Chyba całe IRŚ stoi na stanowisku, że w Polsce typ gospodarki rybacko-wędkarskiej jest najlepszym typem (modelem). I to nie jest głupie. Tylko naukowcy rybaccy inaczej rozumieją ten typ, aniżeli ja. Ja uważam, że niech rybacy sobie sieciują własne wody, natomiast wędkarze niech się zajmują własnymi wodami. Mam głęboko w d..pie realizowanie funkcji towarowej na wędkarskich wodach. Niech rybacy na swoich wodach ciągną ryby sieciami, zaopatrując chętnych konsumentów. Problem w tym, że na większości jezior w Polsce króluje właśnie model rybacko-wędkarski.
IRŚ uważa ten typ za najlepszy jeszcze z jednego powodu. Daje on kasę rybakom. Z jednej bowiem strony mamy handel rybami złowionymi sieciami. Z drugiej strony zarabia się kasę na wędkarzach. Ja uważam, że przy tak rozumianym typie gospodarki rybackiej, to wędkarze zawsze będą w ciemnej d..pie, bo liczyć się będą przede wszystkim połowy komercyjne.
Ten komunistyczny system z zamierzchłych lat jest tak skonstruowany, że wędkarz zawsze będzie tym "gorszym". Trudno mówić o turystyce wędkarskiej w systemie operatów rybackich
Łatwo dostrzec, że kasę na wędkarzach robi się tam, gdzie nie ma naukowej oraz państwowej presji ( Wody Polskie) na właścicieli łowisk.
Poza tym wystarczy wziąć pierwsze lepsze badanie naukowca z IRŚ, aby przeczytać jaki to jest zły ten model gospodarki stricte wędkarskiej. Specjalizuje się w tym m.in. nasz kolega z forum T. Czerwiński (Rybal) zasiadający w Radzie Naukowej przy ZG PZW, który mocno oponuje przeciwko temu modelowi w swoich badaniach, zarzucając mu np. duże niedogodności dla wędkarzy takie jak np. pokrywanie się sezonu turystycznego z sezonem wędkarskim, a tym samym "duży ruch" na zbiorniku z powodu żeglarzy, kajakarzy, którzy mogą utrudniać wędkującym realizację tego modelu gospodarki rybackiej.
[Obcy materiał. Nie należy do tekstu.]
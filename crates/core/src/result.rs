//! Immutable per-round outcome records.
//!
//! A [`RoundResult`] is appended to the battle log every round and is the
//! unit renderers and decision briefings consume.

use crate::action::ActionTag;

/// One fighter's outcome for a round, described from the perspective of the
/// action that fighter took.
#[derive(Clone, Debug, PartialEq, Eq)]
#[cfg_attr(feature = "serde", derive(serde::Serialize, serde::Deserialize))]
pub struct TurnResult {
    /// Action type the fighter chose.
    pub tag: ActionTag,
    /// Damage this fighter's action dealt to the opponent, after defenses.
    pub damage_dealt: u32,
    /// Human-readable account of what happened.
    pub narration: String,
    /// The attack landed as a critical hit.
    pub is_crit: bool,
    /// The attack displaced the opponent.
    pub knockback: bool,
    /// Counter damage this fighter received from a defending opponent.
    pub counter_damage: u32,
    /// The opponent dodged this fighter's attack outright.
    pub dodged: bool,
}

/// Combined record of one simultaneous round.
#[derive(Clone, Debug, PartialEq, Eq)]
#[cfg_attr(feature = "serde", derive(serde::Serialize, serde::Deserialize))]
pub struct RoundResult {
    /// Round number this result describes (1-based).
    pub round: u32,
    pub a: TurnResult,
    pub b: TurnResult,
    /// One-line summary for logs and briefings.
    pub summary: String,
}
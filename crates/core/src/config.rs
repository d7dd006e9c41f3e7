//! Battle tuning constants.
//!
//! Every numeric rule the engine enforces lives here so the combat math in
//! [`crate::engine`] reads against named values instead of magic numbers.
//! Multiplicative factors are expressed as integer numerator/denominator
//! pairs: the engine floors after every multiplicative step, and integer
//! division reproduces that exactly.

// ===== arena geometry =====

/// Arena width and height in tiles.
pub const GRID_SIZE: usize = 10;

/// Fixed starting position for fighter A.
pub const START_POSITION_A: (i32, i32) = (2, 5);

/// Fixed starting position for fighter B.
pub const START_POSITION_B: (i32, i32) = (7, 5);

/// Spawn safe zone columns (inclusive) for fighters A and B. Terrain
/// generation never places walls or lava inside a safe zone.
pub const SPAWN_SAFE_X: [(i32, i32); 2] = [(1, 3), (6, 8)];

/// Spawn safe zone rows (inclusive), shared by both fighters.
pub const SPAWN_SAFE_Z: (i32, i32) = (4, 6);

// ===== terrain generation =====

/// Wall count range (inclusive) rolled at battle start.
pub const WALL_COUNT_MIN: u32 = 5;
pub const WALL_COUNT_MAX: u32 = 8;

/// Lava count range (inclusive) rolled at battle start.
pub const LAVA_COUNT_MIN: u32 = 2;
pub const LAVA_COUNT_MAX: u32 = 3;

// ===== fighters =====

/// Maximum (and starting) hit points.
pub const MAX_HP: u32 = 100;

/// Heal charges a fighter starts with. Never replenished.
pub const STARTING_HEAL_USES: u8 = 2;

/// Hit points restored by the `heal` action (capped at max hp).
pub const HEAL_AMOUNT: u32 = 15;

/// Hit points restored each round by the Regeneration passive.
pub const REGEN_AMOUNT: u32 = 3;

/// Rolling action history kept per fighter for narration and analysis.
pub const ACTION_HISTORY_LEN: usize = 3;

// ===== movement =====

/// Tiles covered by a dash.
pub const DASH_DISTANCE: u32 = 2;

/// Rounds before dash can be used again.
pub const DASH_COOLDOWN: u8 = 3;

/// Extra movement granted by the Speed passive (move covers 2 tiles).
pub const SPEED_MOVE_STEPS: u32 = 2;

// ===== combat =====

/// Melee attack reach in tiles (Chebyshev distance).
pub const ATTACK_RANGE: u32 = 1;

/// Special attack reach in tiles (Chebyshev distance, requires line of sight).
pub const SPECIAL_RANGE: u32 = 3;

/// Rounds before special can be used again.
pub const SPECIAL_COOLDOWN: u8 = 3;

/// Melee base damage range (inclusive).
pub const ATTACK_DAMAGE_MIN: u32 = 15;
pub const ATTACK_DAMAGE_MAX: u32 = 25;

/// Special base damage range (inclusive).
pub const SPECIAL_DAMAGE_MIN: u32 = 10;
pub const SPECIAL_DAMAGE_MAX: u32 = 20;

/// Critical hit chance in percent.
pub const CRIT_CHANCE: u32 = 15;

/// Critical hit damage multiplier.
pub const CRIT_MULTIPLIER: u32 = 2;

/// Critical hit multiplier with the Berserker passive.
pub const BERSERKER_CRIT_MULTIPLIER: u32 = 3;

/// Evasion passive dodge chance in percent.
pub const DODGE_CHANCE: u32 = 15;

/// Unpredictable passive bonus chance in percent, rolled independently of
/// the crit roll.
pub const UNPREDICTABLE_CHANCE: u32 = 20;

/// Flat bonus added when the Unpredictable roll lands.
pub const UNPREDICTABLE_BONUS: u32 = 10;

/// Charge stance multiplier for the next attack or special (3/2 = 1.5x).
pub const CHARGE_NUMERATOR: u32 = 3;
pub const CHARGE_DENOMINATOR: u32 = 2;

/// Combo decay multiplier once an action type is repeated to the threshold
/// (7/10 = 0.7x).
pub const COMBO_DECAY_NUMERATOR: u32 = 7;
pub const COMBO_DECAY_DENOMINATOR: u32 = 10;

/// Consecutive repeats of one action type before combo decay kicks in.
pub const COMBO_DECAY_THRESHOLD: u32 = 3;

/// Damage reduction kept by the Fortified passive (9/10 = 10% off).
pub const FORTIFIED_NUMERATOR: u32 = 9;
pub const FORTIFIED_DENOMINATOR: u32 = 10;

/// Flat damage returned by a defending fighter that absorbs a melee hit.
pub const COUNTER_DAMAGE: u32 = 8;

/// Flat bonus granted by the damage power-up, consumed on the next attempt.
pub const DAMAGE_BOOST_BONUS: u32 = 10;

/// Damage taken when knocked into a wall or the arena edge.
pub const WALL_KNOCKBACK_DAMAGE: u32 = 5;

/// Damage taken when standing in or thrown into lava.
pub const LAVA_DAMAGE: u32 = 10;

// ===== round bookkeeping =====

/// Rounds before the battle is decided on remaining hit points.
pub const MAX_ROUNDS: u32 = 25;

/// Rounds between arena shrink steps.
pub const SHRINK_INTERVAL: u32 = 10;

/// Deepest ring the arena ever shrinks to.
pub const MAX_SHRINK_LEVEL: u8 = 4;

/// Rounds between power-up spawn attempts.
pub const POWERUP_SPAWN_INTERVAL: u32 = 4;

/// Random cell draws before a spawn window is abandoned.
pub const POWERUP_SPAWN_ATTEMPTS: u32 = 30;

/// Hit points granted by the heal power-up (capped at max hp).
pub const POWERUP_HEAL_AMOUNT: u32 = 25;

// ===== decision briefing =====

/// Chebyshev radius of terrain reported around a fighter in its briefing.
pub const BRIEFING_TERRAIN_RADIUS: u32 = 2;
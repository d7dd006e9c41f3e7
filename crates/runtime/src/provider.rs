//! Asynchronous abstraction for sourcing fighter decisions.
//!
//! Session users plug in [`DecisionProvider`] implementations so a battle
//! can run against an LLM endpoint, a scripted fixture, or a random policy.

use std::collections::VecDeque;
use std::sync::Mutex;

use async_trait::async_trait;
use rand::rngs::StdRng;
use rand::{Rng, SeedableRng};

use arena_core::{Action, ActionKind, Direction, FighterId, GameState};

use crate::error::Result;

/// Trait for choosing one fighter's action each round.
///
/// The `briefing` is the rendered text view of everything this fighter is
/// allowed to observe; `state` is the full authoritative snapshot for
/// implementations that want structured access instead.
#[async_trait]
pub trait DecisionProvider: Send + Sync {
    async fn decide(
        &self,
        fighter: FighterId,
        briefing: &str,
        state: &GameState,
    ) -> Result<Action>;
}

/// Replays a fixed action sequence, then attacks forever.
///
/// Testing fixture: deterministic and independent of the briefing text.
pub struct ScriptedProvider {
    script: Mutex<VecDeque<Action>>,
}

impl ScriptedProvider {
    pub fn new(actions: impl IntoIterator<Item = Action>) -> Self {
        Self {
            script: Mutex::new(actions.into_iter().collect()),
        }
    }
}

#[async_trait]
impl DecisionProvider for ScriptedProvider {
    async fn decide(
        &self,
        _fighter: FighterId,
        _briefing: &str,
        _state: &GameState,
    ) -> Result<Action> {
        let next = self
            .script
            .lock()
            .map(|mut script| script.pop_front())
            .unwrap_or(None);
        Ok(next.unwrap_or_else(|| Action::new(ActionKind::Attack)))
    }
}

/// Picks a uniformly random action each round from its own seeded stream.
///
/// Useful as a baseline opponent and for soak-testing the engine.
pub struct RandomProvider {
    rng: Mutex<StdRng>,
}

impl RandomProvider {
    pub fn seeded(seed: u64) -> Self {
        Self {
            rng: Mutex::new(StdRng::seed_from_u64(seed)),
        }
    }

    fn pick(&self) -> Action {
        let Ok(mut rng) = self.rng.lock() else {
            return Action::new(ActionKind::Attack);
        };
        let direction = Direction::ALL[rng.gen_range(0..Direction::ALL.len())];
        let kind = match rng.gen_range(0..7) {
            0 => ActionKind::Move { direction },
            1 => ActionKind::Dash { direction },
            2 => ActionKind::Attack,
            3 => ActionKind::Special,
            4 => ActionKind::Defend,
            5 => ActionKind::Heal,
            _ => ActionKind::Charge,
        };
        Action::new(kind)
    }
}

#[async_trait]
impl DecisionProvider for RandomProvider {
    async fn decide(
        &self,
        _fighter: FighterId,
        _briefing: &str,
        _state: &GameState,
    ) -> Result<Action> {
        Ok(self.pick())
    }
}

#[cfg(test)]
mod tests {
    use super::*;

    #[tokio::test]
    async fn scripted_provider_replays_then_attacks() {
        let provider = ScriptedProvider::new([
            Action::new(ActionKind::Defend),
            Action::new(ActionKind::Charge),
        ]);
        let state = crate::session::tests::fresh_state();

        let first = provider.decide(FighterId::A, "", &state).await.unwrap();
        let second = provider.decide(FighterId::A, "", &state).await.unwrap();
        let third = provider.decide(FighterId::A, "", &state).await.unwrap();

        assert_eq!(first.kind, ActionKind::Defend);
        assert_eq!(second.kind, ActionKind::Charge);
        assert_eq!(third.kind, ActionKind::Attack);
    }

    #[tokio::test]
    async fn random_provider_is_reproducible_per_seed() {
        let state = crate::session::tests::fresh_state();
        let a = RandomProvider::seeded(11);
        let b = RandomProvider::seeded(11);
        for _ in 0..20 {
            let lhs = a.decide(FighterId::A, "", &state).await.unwrap();
            let rhs = b.decide(FighterId::A, "", &state).await.unwrap();
            assert_eq!(lhs.kind, rhs.kind);
        }
    }
}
Poza tym połowy wędkarskie nie podtrzymują tożsamości społecznej i kulturowej regionu, tak jak czynią to połowy rybaków. Dlatego Pan Czerwiński choć sam jest w PZW to nie jest zbytnio za typem gospodarki wędkarskiej
Czy operaty mają opierać się na tym rozporządzeniu?
Co do drugiej części Twojego pytania to tak operaty mają się również opierać na wskazanym przez Ciebie rozporządzeniu.